Thursday, April 21, 2011
The aim of life is appreciation; there is no sense in not appreciating things.
-Gilbert K. Chesterton
Today I biked the 4 miles uphill to campus, taught an intermediate Russian class for a friend who was taking her Ph.D. exams and then went to a dissertation workshop. Afterwards, inspired by my new "let's get this thing done" plan, as well as the fact that it was a fairly crowded workshop and I got to see just how many other graduate students have no clue how to go about this process of seemingly endless writing, I went to the library, got out three heavy Russian art history books and then promptly discovered that they were useless. Such is basically an average day in the life of me and, as they say, what doesn't kill us makes us stronger.
In some cases, it may even make you appreciate the things that you do have, the things that you surround yourself with and occasionally treat yourself to. And so I've compiled a little list of some of my recently discovered and rediscovered favorites.
That tart you see above? Well, this past summer when I was house-sitting, I had a good friend up to the castle for dinner. We made both this Cherry Macaroon Tart from 101 Cookbooks (which, according to Deb at Smitten Kitchen, was revamped for the cookbook) and a fantastic, eternally pleasing pasta recipe from the Zuni Cafe Cookbook. The memory was recalled fondly and more than once, so, a few weekends ago, we reconvened at my place to relive the culinary delights of the evening, but this time in the right chronotope. It was a great evening--the pasta turned out better than it had the first time, which was largely due to the addition of the lemon pickles I made back in February. Those pickles are outlandishly good and could spruce up the blandest dinner ever. The tart delivered as well, but I will say that it made me more wary of frozen fruit than ever before.
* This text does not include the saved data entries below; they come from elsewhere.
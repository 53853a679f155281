//! Command handlers for shopcode CLI
//!
//! Each subcommand has its own module with handler functions.

pub mod codec;
pub mod configure;
pub mod decode;
pub mod helpers;
pub mod items;
pub mod process;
While we used fresh blueberries and strawberries, the cherries were frozen and the crust just didn't keep as well due to the extra moisture. I will, however, add that chopped chocolate is a welcome addition to the coconut and fruity flavor.
Also, my ridiculous allergies be damned, I've been into long, rambling walks lately. Can you blame me with scenery like this?
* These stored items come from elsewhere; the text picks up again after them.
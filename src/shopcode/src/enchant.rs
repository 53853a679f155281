//! Enchantment reference data
//!
//! Static lookup tables for enchantment display names across both
//! historical naming schemes: numeric ids (pre-1.13) and namespaced
//! `minecraft:` ids (1.13+). Unknown identifiers pass through unchanged
//! so new enchantments still render, just without a friendly name.

// ============================================================================
// Numeric ids (pre-1.13)
// ============================================================================

/// Enchantment known by its legacy numeric id
#[derive(Debug, Clone, PartialEq, Eq)]
pub struct NumericEnchantment {
    pub id: u16,
    pub name: &'static str,
}

/// Legacy numeric enchantment ids. The id space is sparse by design.
pub const NUMERIC_ENCHANTMENTS: &[NumericEnchantment] = &[
    NumericEnchantment {
        id: 0,
        name: "Protection",
    },
    NumericEnchantment {
        id: 1,
        name: "Fire Protection",
    },
    NumericEnchantment {
        id: 2,
        name: "Feather Falling",
    },
    NumericEnchantment {
        id: 3,
        name: "Blast Protection",
    },
    NumericEnchantment {
        id: 4,
        name: "Projectile Protection",
    },
    NumericEnchantment {
        id: 5,
        name: "Respiration",
    },
    NumericEnchantment {
        id: 6,
        name: "Aqua Affinity",
    },
    NumericEnchantment {
        id: 7,
        name: "Thorns",
    },
    NumericEnchantment {
        id: 8,
        name: "Depth Strider",
    },
    NumericEnchantment {
        id: 9,
        name: "Frost Walker",
    },
    NumericEnchantment {
        id: 10,
        name: "Curse of Binding",
    },
    NumericEnchantment {
        id: 16,
        name: "Sharpness",
    },
    NumericEnchantment {
        id: 17,
        name: "Smite",
    },
    NumericEnchantment {
        id: 18,
        name: "Bane of Arthropods",
    },
    NumericEnchantment {
        id: 19,
        name: "Knockback",
    },
    NumericEnchantment {
        id: 20,
        name: "Fire Aspect",
    },
    NumericEnchantment {
        id: 21,
        name: "Looting",
    },
    NumericEnchantment {
        id: 22,
        name: "Sweeping Edge",
    },
    NumericEnchantment {
        id: 32,
        name: "Efficiency",
    },
    NumericEnchantment {
        id: 33,
        name: "Silk Touch",
    },
    NumericEnchantment {
        id: 34,
        name: "Unbreaking",
    },
    NumericEnchantment {
        id: 35,
        name: "Fortune",
    },
    NumericEnchantment {
        id: 48,
        name: "Power",
    },
    NumericEnchantment {
        id: 49,
        name: "Punch",
    },
    NumericEnchantment {
        id: 50,
        name: "Flame",
    },
    NumericEnchantment {
        id: 51,
        name: "Infinity",
    },
    NumericEnchantment {
        id: 61,
        name: "Luck of the Sea",
    },
    NumericEnchantment {
        id: 62,
        name: "Lure",
    },
    NumericEnchantment {
        id: 70,
        name: "Mending",
    },
    NumericEnchantment {
        id: 71,
        name: "Curse of Vanishing",
    },
];

/// Get an enchantment display name by legacy numeric id
pub fn enchantment_by_id(id: u16) -> Option<&'static str> {
    NUMERIC_ENCHANTMENTS
        .iter()
        .find(|e| e.id == id)
        .map(|e| e.name)
}

// ============================================================================
// Namespaced ids (1.13+)
// ============================================================================

/// Enchantment known by its namespaced id
#[derive(Debug, Clone, PartialEq, Eq)]
pub struct NamespacedEnchantment {
    pub key: &'static str,
    pub name: &'static str,
}

/// Namespaced enchantment ids. Note the internal names that differ from
/// the display names: `binding_curse`, `vanishing_curse`, and `sweeping`.
pub const NAMESPACED_ENCHANTMENTS: &[NamespacedEnchantment] = &[
    NamespacedEnchantment {
        key: "minecraft:protection",
        name: "Protection",
    },
    NamespacedEnchantment {
        key: "minecraft:fire_protection",
        name: "Fire Protection",
    },
    NamespacedEnchantment {
        key: "minecraft:feather_falling",
        name: "Feather Falling",
    },
    NamespacedEnchantment {
        key: "minecraft:blast_protection",
        name: "Blast Protection",
    },
    NamespacedEnchantment {
        key: "minecraft:projectile_protection",
        name: "Projectile Protection",
    },
    NamespacedEnchantment {
        key: "minecraft:respiration",
        name: "Respiration",
    },
    NamespacedEnchantment {
        key: "minecraft:aqua_affinity",
        name: "Aqua Affinity",
    },
    NamespacedEnchantment {
        key: "minecraft:thorns",
        name: "Thorns",
    },
    NamespacedEnchantment {
        key: "minecraft:depth_strider",
        name: "Depth Strider",
    },
    NamespacedEnchantment {
        key: "minecraft:frost_walker",
        name: "Frost Walker",
    },
    NamespacedEnchantment {
        key: "minecraft:binding_curse",
        name: "Curse of Binding",
    },
    NamespacedEnchantment {
        key: "minecraft:soul_speed",
        name: "Soul Speed",
    },
    NamespacedEnchantment {
        key: "minecraft:swift_sneak",
        name: "Swift Sneak",
    },
    NamespacedEnchantment {
        key: "minecraft:sharpness",
        name: "Sharpness",
    },
    NamespacedEnchantment {
        key: "minecraft:smite",
        name: "Smite",
    },
    NamespacedEnchantment {
        key: "minecraft:bane_of_arthropods",
        name: "Bane of Arthropods",
    },
    NamespacedEnchantment {
        key: "minecraft:knockback",
        name: "Knockback",
    },
    NamespacedEnchantment {
        key: "minecraft:fire_aspect",
        name: "Fire Aspect",
    },
    NamespacedEnchantment {
        key: "minecraft:looting",
        name: "Looting",
    },
    NamespacedEnchantment {
        key: "minecraft:sweeping",
        name: "Sweeping Edge",
    },
    NamespacedEnchantment {
        key: "minecraft:efficiency",
        name: "Efficiency",
    },
    NamespacedEnchantment {
        key: "minecraft:silk_touch",
        name: "Silk Touch",
    },
    NamespacedEnchantment {
        key: "minecraft:unbreaking",
        name: "Unbreaking",
    },
    NamespacedEnchantment {
        key: "minecraft:fortune",
        name: "Fortune",
    },
    NamespacedEnchantment {
        key: "minecraft:power",
        name: "Power",
    },
    NamespacedEnchantment {
        key: "minecraft:punch",
        name: "Punch",
    },
    NamespacedEnchantment {
        key: "minecraft:flame",
        name: "Flame",
    },
    NamespacedEnchantment {
        key: "minecraft:infinity",
        name: "Infinity",
    },
    NamespacedEnchantment {
        key: "minecraft:luck_of_the_sea",
        name: "Luck of the Sea",
    },
    NamespacedEnchantment {
        key: "minecraft:lure",
        name: "Lure",
    },
    NamespacedEnchantment {
        key: "minecraft:mending",
        name: "Mending",
    },
    NamespacedEnchantment {
        key: "minecraft:vanishing_curse",
        name: "Curse of Vanishing",
    },
    NamespacedEnchantment {
        key: "minecraft:riptide",
        name: "Riptide",
    },
    NamespacedEnchantment {
        key: "minecraft:channeling",
        name: "Channeling",
    },
    NamespacedEnchantment {
        key: "minecraft:impaling",
        name: "Impaling",
    },
    NamespacedEnchantment {
        key: "minecraft:loyalty",
        name: "Loyalty",
    },
    NamespacedEnchantment {
        key: "minecraft:multishot",
        name: "Multishot",
    },
    NamespacedEnchantment {
        key: "minecraft:piercing",
        name: "Piercing",
    },
    NamespacedEnchantment {
        key: "minecraft:quick_charge",
        name: "Quick Charge",
    },
    NamespacedEnchantment {
        key: "minecraft:breach",
        name: "Breach",
    },
];

/// Get an enchantment display name by namespaced id
pub fn enchantment_by_key(key: &str) -> Option<&'static str> {
    NAMESPACED_ENCHANTMENTS
        .iter()
        .find(|e| e.key == key)
        .map(|e| e.name)
}

/// Resolve any stringified enchantment identifier to a display name.
///
/// Numeric strings hit the legacy table, everything else the namespaced
/// table. Unknown identifiers are returned unchanged.
pub fn enchantment_name(identifier: &str) -> &str {
    if let Ok(id) = identifier.parse::<u16>() {
        if let Some(name) = enchantment_by_id(id) {
            return name;
        }
    }
    enchantment_by_key(identifier).unwrap_or(identifier)
}

// ============================================================================
// Levels
// ============================================================================

/// Roman numerals for enchantment levels 1-10
pub const ROMAN_NUMERALS: &[&str] = &["I", "II", "III", "IV", "V", "VI", "VII", "VIII", "IX", "X"];

/// Format an enchantment level.
///
/// Levels 1-10 render as Roman numerals; anything else falls back to the
/// decimal form.
pub fn level_numeral(level: i64) -> String {
    if (1..=10).contains(&level) {
        ROMAN_NUMERALS[(level - 1) as usize].to_string()
    } else {
        level.to_string()
    }
}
A long time ago I kept a paper journal, in which I chronicled my daily life in Japan, but then, right around the time I got into grad school, I stopped. But about three weeks ago, I rediscovered the habit and the pleasure of having a non-public place to write down and organize my thoughts. Soon I'll have filled up all the pages in the journal that I started back in 2005 and I've already decided that the next journal I buy will be from this lovely Etsy store; I think I like the one with feathers best.
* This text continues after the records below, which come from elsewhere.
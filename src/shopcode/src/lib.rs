//! # shopcode
//!
//! ChestShop item code resolver library - base-62 ids, item metadata,
//! and display names.
//!
//! This library provides functionality to:
//! - Parse `label#id` item codes and decode their base-62 ids
//! - Read serialized Java string payloads back into YAML text
//! - Parse item metadata and resolve display labels
//! - Rewrite whole shop listings through a pluggable record store
//!
//! ## Example
//!
//! ```
//! # fn main() -> Result<(), Box<dyn std::error::Error>> {
//! // Parse a shop line's item code
//! let code = shopcode::ItemCode::parse("Apple#2NV")?;
//! assert_eq!(code.label(), "Apple");
//! assert_eq!(code.id()?, 10783u32.into());
//!
//! // Metadata from a record payload resolves to a display label
//! let meta = shopcode::ItemMeta::from_yaml("meta:\n  display-name: '\"My Sword\"'\n")?;
//! let label = shopcode::resolve_display_name(&meta, code.label());
//! assert_eq!(label, "My Sword");
//! # Ok(())
//! # }
//! ```

pub mod base62;
pub mod code;
pub mod display;
pub mod enchant;
pub mod meta;
pub mod objstream;
pub mod pipeline;
pub mod store;

// Re-export commonly used items
#[doc(inline)]
pub use base62::{Base62Error, BASE62_ALPHABET};
#[doc(inline)]
pub use code::{CodeError, ItemCode};
#[doc(inline)]
pub use display::resolve_display_name;
#[doc(inline)]
pub use meta::{ItemMeta, MetaError};
#[doc(inline)]
pub use objstream::ObjStreamError;
#[doc(inline)]
pub use pipeline::{
    code_metadata, fetch_metadata, process_lines, resolve_code, ProcessOutcome, ResolveError,
};
#[doc(inline)]
pub use store::{ItemRecord, RecordStore, StoreError, StoreResult};

// Enchantment reference data (names, numeric ids, level numerals)
#[doc(inline)]
pub use enchant::{
    enchantment_by_id, enchantment_by_key, enchantment_name, level_numeral,
    NamespacedEnchantment, NumericEnchantment, NAMESPACED_ENCHANTMENTS, NUMERIC_ENCHANTMENTS,
    ROMAN_NUMERALS,
};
I love lasagna. Especially what I like to call Lazy Lady Lasagna: no-boil noodles, a jar of decent tomato sauce, a few cloves of pressed garlic, mozzarella and parmesan cheese and several handfuls of spinach. 40 minutes later, voila, dinner! Yes, short cuts are a grad student's number 1 method of survival.
There's also yoga, which, even if you're in pain when it's all over, is really a wonderful way to end the day. And this past Monday, after several downward facing dogs and painfully trying to mold my body into the shape of a tortoise (doesn't that just look like it would hurt?), the Greek, whom I had finally convinced to go to yoga (naturally, it was a particularly intense class), and I made the Spring Pasta recipe that was recently posted over at 101 Cookbooks. After yoga, healthy food was key and the egg, avocado and broccoli combination was helped by pickled lemons, leeks, fresh mint, parsley and cilantro. No matter which vegetable/spice route you go, it's a must try recipe that makes for a simple weeknight meal.
While I, for the most part, have stopped reading for pleasure until the chapter is written, I recently found two authors who I think are worth recommending. The first is the Greek author Margarita Karapanou, about whom I found out from a friend (she used to blog here) who works in the publishing world and even knows the translator (the message I sent my friend expressing my pleasure has since been forwarded and responded to!). I read Rien ne va plus in two days and liked it so much that I'll be teaching it in the fall. It was brilliant, surreal and slightly weird; in short, right up my alley. The other author is Karen Russell, who writes whimsical, yet bizarre stories about the South; she's like Flannery O'Connor, but without Catholicism. Also, how can you not love the title of her book: St. Lucy's Home for Girls Raised by Wolves? I sometimes read one story with dinner, which can sometimes be salads with artichokes and parmesan and a lemon garlic vinaigrette. And don't forget the pine nuts!
Tuesday, April 19, 2011
The outsider may indeed wonder at this seeming much ado about nothing. What a tempest in a tea-cup! he will say. But when we consider how small after all the cup of human enjoyment is, how soon overflowed with tears, how easily drained to the dregs in our quenchless thirst for infinity, we shall not blame ourselves for making so much of the tea-cup. Mankind has done worse.
-Kakuzo Okakura (The Book of Tea)
For as long as I can remember, the majority of my friendships have been marked by tea. Tea and cookies, tea and cakes, tea and long, meandering conversations. It's a lovely little ritual that, when I was at Columbia, involved afternoons at the magical Alice's Tea Cup; in Japan, it consisted of weekly meetings on Shijo Kawaramachi at Mariage Freres, followed by trips to the massive bookstore upstairs; and here, in California, it consists of afternoons at friends' apartments, usually with some kind of homemade baked good. It's the kind of thing that can really spoil you.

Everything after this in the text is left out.